* PROBLEM REQUIREMENTS: Scan the records below. List lines holding "domain".

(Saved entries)
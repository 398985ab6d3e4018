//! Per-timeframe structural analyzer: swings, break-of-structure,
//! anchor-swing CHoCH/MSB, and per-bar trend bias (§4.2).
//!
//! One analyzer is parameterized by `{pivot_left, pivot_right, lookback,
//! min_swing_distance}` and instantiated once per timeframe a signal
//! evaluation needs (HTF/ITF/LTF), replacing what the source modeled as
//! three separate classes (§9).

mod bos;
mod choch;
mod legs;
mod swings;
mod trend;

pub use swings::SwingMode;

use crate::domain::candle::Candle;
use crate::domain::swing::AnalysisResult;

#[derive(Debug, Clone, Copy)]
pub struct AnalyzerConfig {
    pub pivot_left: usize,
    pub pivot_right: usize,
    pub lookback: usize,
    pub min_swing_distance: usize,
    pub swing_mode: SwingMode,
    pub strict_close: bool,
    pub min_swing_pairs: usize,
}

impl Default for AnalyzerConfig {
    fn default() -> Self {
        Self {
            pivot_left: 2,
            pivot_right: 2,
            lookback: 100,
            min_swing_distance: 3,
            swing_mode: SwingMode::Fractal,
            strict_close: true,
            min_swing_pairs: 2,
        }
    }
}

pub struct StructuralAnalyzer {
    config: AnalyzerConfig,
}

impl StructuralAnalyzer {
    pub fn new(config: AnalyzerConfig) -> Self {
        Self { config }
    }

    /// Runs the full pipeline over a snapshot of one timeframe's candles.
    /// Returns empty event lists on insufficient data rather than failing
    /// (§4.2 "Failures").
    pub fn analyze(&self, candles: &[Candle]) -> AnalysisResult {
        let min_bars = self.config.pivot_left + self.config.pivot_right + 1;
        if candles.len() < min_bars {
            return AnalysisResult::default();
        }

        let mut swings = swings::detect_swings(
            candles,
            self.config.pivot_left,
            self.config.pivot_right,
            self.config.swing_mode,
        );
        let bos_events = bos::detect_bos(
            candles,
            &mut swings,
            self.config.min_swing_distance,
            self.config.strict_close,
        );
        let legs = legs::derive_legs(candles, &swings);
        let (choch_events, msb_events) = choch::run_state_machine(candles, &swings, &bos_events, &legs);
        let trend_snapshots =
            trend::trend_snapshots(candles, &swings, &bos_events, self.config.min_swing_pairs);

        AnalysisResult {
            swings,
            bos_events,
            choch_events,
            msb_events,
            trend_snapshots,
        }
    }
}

* FINISHED TASK:
use crate::domain::candle::Candle;
use crate::domain::swing::AnalysisResult;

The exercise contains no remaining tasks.